The test article is pre-incubated for least 5 minutes with microsomes in phosphate buffer. Metabolism of the test article is initiated by the addition of NADPH or other appropriate cofactor. Incubations are terminated by the addition of an organic solvent and samples are then analyzed for the test article and/or its metabolites using liquid chromatography-mass spectrometry (LC-MS).
Phase I - Optimization of In Vitro Incubation Conditions
The test article is incubated in triplicates with a range of microsome concentrations (typically 0.1 – 1 mg protein/mL) for four time points up to 60 minutes in the presence of NADPH or other appropriate cofactor.
Control incubations are performed in the absence of a cofactor. Incubation conditions of microsomal concentration and time point that produce a linear rate of test article disappearance are used to define follow up experiments.
Phase II - Kinetic Analysis of Test Article Metabolism
The rates of how quickly the test article disappears are monitored in the incubation samples with at least eight concentrations of the test article in triplicates under optimized conditions. Data are analyzed using Michaelis-Menten curve fitting, and kinetic parameters Km and Vmax are determined for the test article.
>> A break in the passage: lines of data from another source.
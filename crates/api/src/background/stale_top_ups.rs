//! Periodic report of pending top-ups that never received a callback.
//!
//! Pending requests are never expired automatically. This job only makes
//! them visible; operators inspect them with `GET /admin/topups` and settle
//! them with the force-complete endpoint.

use std::time::Duration;

use chrono::Utc;
use nexus_core::top_up::created_cutoff;
use nexus_db::repositories::TopUpRepo;
use sqlx::PgPool;
use tokio_util::sync::CancellationToken;

/// How often the check runs.
const CHECK_INTERVAL: Duration = Duration::from_secs(3600); // 1 hour

/// Run the stale top-up report loop until `cancel` is triggered.
pub async fn run(pool: PgPool, stale_after_mins: i64, cancel: CancellationToken) {
    tracing::info!(
        stale_after_mins,
        interval_secs = CHECK_INTERVAL.as_secs(),
        "Stale top-up monitor started"
    );

    let mut interval = tokio::time::interval(CHECK_INTERVAL);

    loop {
        tokio::select! {
            _ = cancel.cancelled() => {
                tracing::info!("Stale top-up monitor stopping");
                break;
            }
            _ = interval.tick() => {
                let cutoff = match created_cutoff(Utc::now(), stale_after_mins) {
                    Ok(cutoff) => cutoff,
                    Err(e) => {
                        tracing::error!(error = %e, stale_after_mins, "Invalid stale threshold");
                        continue;
                    }
                };
                match TopUpRepo::count_pending_before(&pool, cutoff).await {
                    Ok(0) => tracing::debug!("No stale pending top-ups"),
                    Ok(stale) => tracing::warn!(
                        stale,
                        stale_after_mins,
                        "Pending top-ups without a payment callback"
                    ),
                    Err(e) => tracing::error!(error = %e, "Stale top-up check failed"),
                }
            }
        }
    }
}
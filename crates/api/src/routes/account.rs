use axum::routing::get;
use axum::Router;

use crate::handlers::account;
use crate::state::AppState;

pub fn router() -> Router<AppState> {
    Router::new().route("/me", get(account::me))
}
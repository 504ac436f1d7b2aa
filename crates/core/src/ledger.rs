//! Order statuses and display-ledger transaction kinds.
//!
//! Neither of these is a source of truth for balance; the `users.balance`
//! column is. They exist so purchases and credits can be listed back to the
//! account holder.

use serde::{Deserialize, Serialize};

// ---------------------------------------------------------------------------
// Orders
// ---------------------------------------------------------------------------

/// Status stored on every order. Purchases deliver immediately, so no
/// other status is ever written.
pub const ORDER_DELIVERED: &str = "delivered";

// ---------------------------------------------------------------------------
// Wallet transactions
// ---------------------------------------------------------------------------

pub const KIND_DEPOSIT: &str = "deposit";
pub const KIND_PURCHASE: &str = "purchase";
pub const KIND_REFUND: &str = "refund";

#[derive(Debug, Clone, Copy, PartialEq, Eq, Serialize, Deserialize)]
#[serde(rename_all = "snake_case")]
pub enum TransactionKind {
    Deposit,
    Purchase,
    Refund,
}

impl TransactionKind {
    pub fn as_str(&self) -> &'static str {
        match self {
            Self::Deposit => KIND_DEPOSIT,
            Self::Purchase => KIND_PURCHASE,
            Self::Refund => KIND_REFUND,
        }
    }
}

/// Where a credit came from. Used for transaction descriptions and
/// notification subjects.
#[derive(Debug, Clone, Copy, PartialEq, Eq)]
pub enum CreditSource {
    Admin,
    Instant,
    Crypto,
}

impl CreditSource {
    pub fn description(&self) -> &'static str {
        match self {
            Self::Admin => "Admin credit",
            Self::Instant => "Instant top-up",
            Self::Crypto => "Crypto top-up",
        }
    }
}
//! HS256 session tokens.
//!
//! Users receive a token at login; admins exchange the shared admin secret
//! for a token carrying the `admin` role. Both are verified server-side on
//! every request.

use jsonwebtoken::{decode, encode, DecodingKey, EncodingKey, Header, Validation};
use nexus_core::roles::{ADMIN_SUBJECT, ROLE_ADMIN, ROLE_USER};
use nexus_core::types::DbId;
use serde::{Deserialize, Serialize};
use uuid::Uuid;

/// JWT claims embedded in every token.
#[derive(Debug, Serialize, Deserialize, Clone)]
pub struct Claims {
    /// Subject -- the user's id, or [`ADMIN_SUBJECT`] for admin sessions.
    pub sub: DbId,
    /// `"user"` or `"admin"`.
    pub role: String,
    /// Expiration time (UTC Unix timestamp).
    pub exp: i64,
    /// Issued-at time (UTC Unix timestamp).
    pub iat: i64,
    /// Unique token identifier (UUID v4).
    pub jti: String,
}

/// Configuration for JWT token generation and validation.
#[derive(Debug, Clone)]
pub struct JwtConfig {
    /// HMAC-SHA256 secret used to sign and verify tokens.
    pub secret: String,
    /// Token lifetime in minutes (default: 7 days).
    pub access_token_expiry_mins: i64,
}

/// Default token expiry: 7 days.
const DEFAULT_ACCESS_EXPIRY_MINS: i64 = 7 * 24 * 60;

impl JwtConfig {
    /// Load JWT configuration from environment variables.
    ///
    /// | Env Var                  | Required | Default |
    /// |--------------------------|----------|---------|
    /// | `JWT_SECRET`             | **yes**  | --      |
    /// | `JWT_ACCESS_EXPIRY_MINS` | no       | `10080` |
    ///
    /// # Panics
    ///
    /// Panics if `JWT_SECRET` is not set or is empty.
    pub fn from_env() -> Self {
        let secret =
            std::env::var("JWT_SECRET").expect("JWT_SECRET must be set in the environment");
        assert!(!secret.is_empty(), "JWT_SECRET must not be empty");

        let access_token_expiry_mins: i64 = std::env::var("JWT_ACCESS_EXPIRY_MINS")
            .unwrap_or_else(|_| DEFAULT_ACCESS_EXPIRY_MINS.to_string())
            .parse()
            .expect("JWT_ACCESS_EXPIRY_MINS must be a valid i64");

        Self {
            secret,
            access_token_expiry_mins,
        }
    }
}

fn issue(subject: DbId, role: &str, config: &JwtConfig) -> Result<String, jsonwebtoken::errors::Error> {
    let now = chrono::Utc::now().timestamp();
    let claims = Claims {
        sub: subject,
        role: role.to_string(),
        exp: now + config.access_token_expiry_mins * 60,
        iat: now,
        jti: Uuid::new_v4().to_string(),
    };

    encode(
        &Header::default(), // HS256
        &claims,
        &EncodingKey::from_secret(config.secret.as_bytes()),
    )
}

/// Generate a user session token.
pub fn generate_access_token(
    user_id: DbId,
    config: &JwtConfig,
) -> Result<String, jsonwebtoken::errors::Error> {
    issue(user_id, ROLE_USER, config)
}

/// Generate an admin session token. It is not tied to any user row.
pub fn generate_admin_token(config: &JwtConfig) -> Result<String, jsonwebtoken::errors::Error> {
    issue(ADMIN_SUBJECT, ROLE_ADMIN, config)
}

/// Validate and decode a token, returning the embedded [`Claims`].
///
/// Validates the signature and expiration.
pub fn validate_token(
    token: &str,
    config: &JwtConfig,
) -> Result<Claims, jsonwebtoken::errors::Error> {
    let token_data = decode::<Claims>(
        token,
        &DecodingKey::from_secret(config.secret.as_bytes()),
        &Validation::default(),
    )?;
    Ok(token_data.claims)
}
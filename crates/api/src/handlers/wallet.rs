//! Handlers for the `/wallet` resource: instant top-up, purchases and
//! history.
//!
//! Every handler requires an active (non-frozen) user session.

use axum::extract::State;
use axum::Json;
use nexus_core::error::CoreError;
use nexus_core::ledger::{CreditSource, TransactionKind};
use nexus_core::money::validate_amount;
use nexus_core::types::{Amount, DbId};
use nexus_db::models::order::{Order, PurchaseOutcome};
use nexus_db::models::top_up::TopUpRequest;
use nexus_db::models::wallet_transaction::{
    BalanceAdjustment, CreateWalletTransaction, WalletTransaction,
};
use nexus_db::repositories::wallet_repo::DEFAULT_HISTORY_LIMIT;
use nexus_db::repositories::{CatalogRepo, OrderRepo, TopUpRepo, WalletRepo};
use nexus_events::StoreEvent;
use serde::{Deserialize, Serialize};

use crate::error::AppResult;
use crate::middleware::auth::ActiveUser;
use crate::state::AppState;

// ---------------------------------------------------------------------------
// Request / response types
// ---------------------------------------------------------------------------

#[derive(Debug, Deserialize)]
pub struct TopUpRequestBody {
    #[serde(default)]
    pub amount: Option<Amount>,
}

#[derive(Debug, Serialize)]
pub struct BalanceResponse {
    pub message: String,
    pub balance: Amount,
}

#[derive(Debug, Deserialize)]
#[serde(rename_all = "camelCase")]
pub struct PurchaseRequest {
    pub item_id: DbId,
}

#[derive(Debug, Serialize)]
pub struct PurchaseResponse {
    pub order: Order,
    pub balance: Amount,
}

/// Unwrap an optional amount field and apply the shared amount rules.
pub(crate) fn required_amount(amount: Option<Amount>) -> Result<Amount, CoreError> {
    let amount = amount.ok_or_else(|| CoreError::Validation("Amount required".into()))?;
    validate_amount(amount)
}

// ---------------------------------------------------------------------------
// Handlers
// ---------------------------------------------------------------------------

/// POST /wallet/topup
///
/// Credit the caller's balance without an external payment. Disabled
/// unless `INSTANT_TOP_UP_ENABLED` is set.
pub async fn instant_top_up(
    State(state): State<AppState>,
    ActiveUser(user): ActiveUser,
    Json(input): Json<TopUpRequestBody>,
) -> AppResult<Json<BalanceResponse>> {
    if !state.config.instant_top_up_enabled {
        return Err(CoreError::Forbidden("Instant top-up is disabled".into()).into());
    }
    let amount = required_amount(input.amount)?;

    let entry = CreateWalletTransaction {
        kind: TransactionKind::Deposit,
        amount,
        description: CreditSource::Instant.description().to_string(),
        reference: None,
    };

    let balance = match WalletRepo::adjust_balance(&state.pool, user.id, &entry).await? {
        BalanceAdjustment::Applied { balance } => balance,
        BalanceAdjustment::UserNotFound => return Err(CoreError::not_found("User", user.id).into()),
        BalanceAdjustment::InsufficientFunds { balance } => {
            // Credits are never refused; only reachable through a corrupted balance.
            return Err(CoreError::Internal(format!(
                "Credit refused for user {} at balance {balance}",
                user.id
            ))
            .into());
        }
    };

    tracing::info!(user_id = user.id, %amount, %balance, "Instant top-up applied");
    state.event_bus.publish(StoreEvent::wallet_topped_up(
        user.id,
        &user.email,
        amount,
        CreditSource::Instant.description(),
    ));

    Ok(Json(BalanceResponse {
        message: format!("Successfully added {amount} to your balance"),
        balance,
    }))
}

/// POST /wallet/purchase
///
/// Buy a catalog item at its stored price. The debit and the order row are
/// written together or not at all.
pub async fn purchase(
    State(state): State<AppState>,
    ActiveUser(user): ActiveUser,
    Json(input): Json<PurchaseRequest>,
) -> AppResult<Json<PurchaseResponse>> {
    let item = CatalogRepo::find_active_by_id(&state.pool, input.item_id)
        .await?
        .ok_or_else(|| CoreError::not_found("Catalog item", input.item_id))?;

    match OrderRepo::purchase(&state.pool, user.id, &item).await? {
        PurchaseOutcome::Completed { order, balance } => {
            tracing::info!(
                user_id = user.id,
                reference = %order.reference,
                price = %order.price,
                %balance,
                "Purchase completed"
            );
            state.event_bus.publish(StoreEvent::order_purchased(
                user.id,
                &user.email,
                order.price,
                &order.reference,
            ));
            Ok(Json(PurchaseResponse { order, balance }))
        }
        PurchaseOutcome::InsufficientFunds { balance } => {
            tracing::debug!(user_id = user.id, %balance, price = %item.price, "Purchase refused");
            Err(CoreError::InsufficientFunds {
                balance,
                required: item.price,
            }
            .into())
        }
        PurchaseOutcome::UserNotFound => Err(CoreError::not_found("User", user.id).into()),
    }
}

/// GET /wallet/transactions
pub async fn list_transactions(
    State(state): State<AppState>,
    ActiveUser(user): ActiveUser,
) -> AppResult<Json<Vec<WalletTransaction>>> {
    let rows = WalletRepo::list_transactions(&state.pool, user.id, DEFAULT_HISTORY_LIMIT).await?;
    Ok(Json(rows))
}

/// GET /wallet/orders
pub async fn list_orders(
    State(state): State<AppState>,
    ActiveUser(user): ActiveUser,
) -> AppResult<Json<Vec<Order>>> {
    Ok(Json(OrderRepo::list_for_user(&state.pool, user.id).await?))
}

/// GET /wallet/topups
pub async fn list_top_ups(
    State(state): State<AppState>,
    ActiveUser(user): ActiveUser,
) -> AppResult<Json<Vec<TopUpRequest>>> {
    Ok(Json(TopUpRepo::list_for_email(&state.pool, &user.email).await?))
}

#[cfg(test)]
mod tests {
    use std::str::FromStr;

    use super::*;

    #[test]
    fn amount_is_required() {
        let err = required_amount(None).unwrap_err();
        assert_eq!(err.to_string(), "Validation failed: Amount required");
    }

    #[test]
    fn amount_rules_apply() {
        assert!(required_amount(Some(Amount::from(-5))).is_err());
        assert!(required_amount(Some(Amount::from_str("1.234").unwrap())).is_err());
        assert_eq!(
            required_amount(Some(Amount::from_str("10.50").unwrap())).unwrap(),
            Amount::from_str("10.5").unwrap()
        );
    }
}
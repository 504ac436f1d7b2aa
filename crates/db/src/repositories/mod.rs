//! Repository layer.
//!
//! Each repository is a zero-sized struct providing async methods that
//! accept `&PgPool` as the first argument. Operations that must move the
//! balance together with another row (crediting a top-up, paying for an
//! order) open their own transaction and return an outcome enum instead of
//! leaking partial state to the caller.

pub mod catalog_repo;
pub mod order_repo;
pub mod top_up_repo;
pub mod user_repo;
pub mod wallet_repo;

pub use catalog_repo::CatalogRepo;
pub use order_repo::OrderRepo;
pub use top_up_repo::TopUpRepo;
pub use user_repo::UserRepo;
pub use wallet_repo::WalletRepo;
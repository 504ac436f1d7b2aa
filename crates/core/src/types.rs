/// All database primary keys are PostgreSQL BIGSERIAL.
pub type DbId = i64;

/// All timestamps are UTC.
pub type Timestamp = chrono::DateTime<chrono::Utc>;

/// Monetary values (balances, prices, top-up amounts). Stored as `NUMERIC(18,2)`.
pub type Amount = rust_decimal::Decimal;
//! Provider-agnostic invoice creation.

use async_trait::async_trait;
use nexus_core::types::Amount;
use serde::Serialize;

/// Error type for invoice creation failures.
#[derive(Debug, thiserror::Error)]
pub enum ProviderError {
    /// The HTTP request failed (network, DNS, timeout).
    #[error("HTTP request failed: {0}")]
    Request(#[from] reqwest::Error),

    /// The provider answered with a non-2xx status.
    #[error("Provider returned HTTP {status}: {body}")]
    HttpStatus { status: u16, body: String },

    /// The provider answered 2xx with an unusable body.
    #[error("Unexpected provider response: {0}")]
    InvalidResponse(String),
}

/// What we ask the provider to bill.
#[derive(Debug, Clone)]
pub struct InvoiceRequest {
    /// Our correlation key, echoed back verbatim in the callback.
    pub order_id: String,
    /// Fiat amount (USD).
    pub price_amount: Amount,
    /// Cryptocurrency the payer will send.
    pub pay_currency: String,
    pub description: String,
}

/// Deposit instructions returned by the provider.
#[derive(Debug, Clone, Serialize)]
pub struct Invoice {
    pub provider_payment_id: Option<String>,
    pub pay_address: String,
    pub pay_currency: String,
    pub pay_amount: Option<Amount>,
    pub invoice_url: Option<String>,
}

/// An external service that turns an order into deposit instructions.
///
/// Calls must be time-bounded by the implementation.
#[async_trait]
pub trait PaymentProvider: Send + Sync {
    async fn create_invoice(&self, request: &InvoiceRequest) -> Result<Invoice, ProviderError>;
}
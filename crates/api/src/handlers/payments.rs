//! Handlers for `/api/payments`: crypto top-up creation and the provider
//! callback.

use axum::body::Bytes;
use axum::extract::State;
use axum::http::{HeaderMap, StatusCode};
use axum::Json;
use nexus_core::error::CoreError;
use nexus_core::ipn::SIGNATURE_HEADER;
use nexus_core::money::validate_top_up_amount;
use nexus_core::order_id::generate_top_up_order_id;
use nexus_core::types::Amount;
use nexus_core::validation::validate_email;
use nexus_db::models::top_up::CreateTopUpRequest;
use nexus_db::repositories::{TopUpRepo, UserRepo};
use serde::{Deserialize, Serialize};

use crate::engine::{handle_ipn, WebhookOutcome};
use crate::error::AppResult;
use crate::payments::InvoiceRequest;
use crate::state::AppState;

// ---------------------------------------------------------------------------
// Request / response types
// ---------------------------------------------------------------------------

/// Request body for `POST /api/payments/create-payment`.
#[derive(Debug, Deserialize)]
pub struct CreatePaymentRequest {
    #[serde(default)]
    pub amount: Option<Amount>,
    #[serde(default)]
    pub email: String,
    /// Cryptocurrency to pay with; the configured default when absent.
    #[serde(default)]
    pub currency: Option<String>,
}

#[derive(Debug, Serialize)]
#[serde(rename_all = "camelCase")]
pub struct CreatePaymentResponse {
    pub order_id: String,
    pub address: String,
    pub currency: String,
    pub amount_to_send: Option<Amount>,
    pub invoice_url: Option<String>,
}

// ---------------------------------------------------------------------------
// Handlers
// ---------------------------------------------------------------------------

/// POST /api/payments/create-payment
///
/// Record a pending top-up under a fresh order id, then ask the provider for
/// deposit instructions. If the provider call fails the request stays
/// pending and the caller receives 502.
pub async fn create_payment(
    State(state): State<AppState>,
    Json(input): Json<CreatePaymentRequest>,
) -> AppResult<Json<CreatePaymentResponse>> {
    let amount = input
        .amount
        .ok_or_else(|| CoreError::Validation("Amount required".into()))?;
    let amount = validate_top_up_amount(amount, state.config.min_top_up_amount)?;

    if input.email.trim().is_empty() {
        return Err(CoreError::Validation("User email required".into()).into());
    }
    let email = validate_email(&input.email)?;

    let user = UserRepo::find_by_email(&state.pool, &email)
        .await?
        .ok_or_else(|| CoreError::not_found("User", &email))?;
    if user.frozen {
        return Err(CoreError::Forbidden("Account frozen".into()).into());
    }

    let pay_currency = input
        .currency
        .map(|c| c.trim().to_lowercase())
        .filter(|c| !c.is_empty())
        .unwrap_or_else(|| state.config.payments.default_pay_currency.clone());

    let order_id = generate_top_up_order_id();
    TopUpRepo::create(
        &state.pool,
        &CreateTopUpRequest {
            order_id: order_id.clone(),
            email: email.clone(),
            amount,
        },
    )
    .await?;
    tracing::info!(%order_id, %email, %amount, %pay_currency, "Top-up request created");

    let invoice_request = InvoiceRequest {
        order_id: order_id.clone(),
        price_amount: amount,
        pay_currency: pay_currency.clone(),
        description: format!("Wallet top-up {order_id}"),
    };

    let invoice = state
        .payments
        .create_invoice(&invoice_request)
        .await
        .map_err(|e| {
            tracing::error!(%order_id, error = %e, "Invoice creation failed; request left pending");
            CoreError::Upstream(e.to_string())
        })?;

    TopUpRepo::attach_invoice(
        &state.pool,
        &order_id,
        invoice.provider_payment_id.as_deref(),
        &invoice.pay_currency,
    )
    .await?;

    Ok(Json(CreatePaymentResponse {
        order_id,
        address: invoice.pay_address,
        currency: invoice.pay_currency,
        amount_to_send: invoice.pay_amount,
        invoice_url: invoice.invoice_url,
    }))
}

/// POST /api/payments/webhook
///
/// Provider callback. The body is taken as raw bytes so the signature is
/// checked against exactly what was sent.
///
/// Responds `200 OK` whenever the provider should stop retrying (credited,
/// duplicate, unknown order, non-final status) and `404` when the payment is
/// genuine but its owner is gone.
pub async fn webhook(
    State(state): State<AppState>,
    headers: HeaderMap,
    body: Bytes,
) -> AppResult<(StatusCode, &'static str)> {
    let signature = headers.get(SIGNATURE_HEADER).and_then(|v| v.to_str().ok());

    match handle_ipn(&state, &body, signature).await? {
        WebhookOutcome::OwnerMissing { .. } => Ok((StatusCode::NOT_FOUND, "User not found")),
        _ => Ok((StatusCode::OK, "OK")),
    }
}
Phase III - Inhibition Analysis Using CYP-specific Chemical Inhibitors
The test article is incubated in triplicate at a concentration <Km with pooled human hepatic microsomes in the absence or presence of the enzyme-selective chemical inhibitors. Control incubations are performed in the absence of the inhibitor using vehicle solvent only.
Phase IV - Metabolism Using Recombinant Human CYPs
The test article is incubated in triplicate at a concentration <Km with a range of recombinant human CYPs and UGTs, and other DME (see above). The relative concentration of the test article at 0 and 60 minutes is measured.
These assays will identify enzymes responsible for and the extent of metabolism of the test article in vitro. Kinetics of the test article disappearance and/or metabolite formation are determined. In vitro metabolism assessment identifies the major enzymes involved and alerts you to potential in vivo clearance mechanism liabilities prior to first-in-human testing.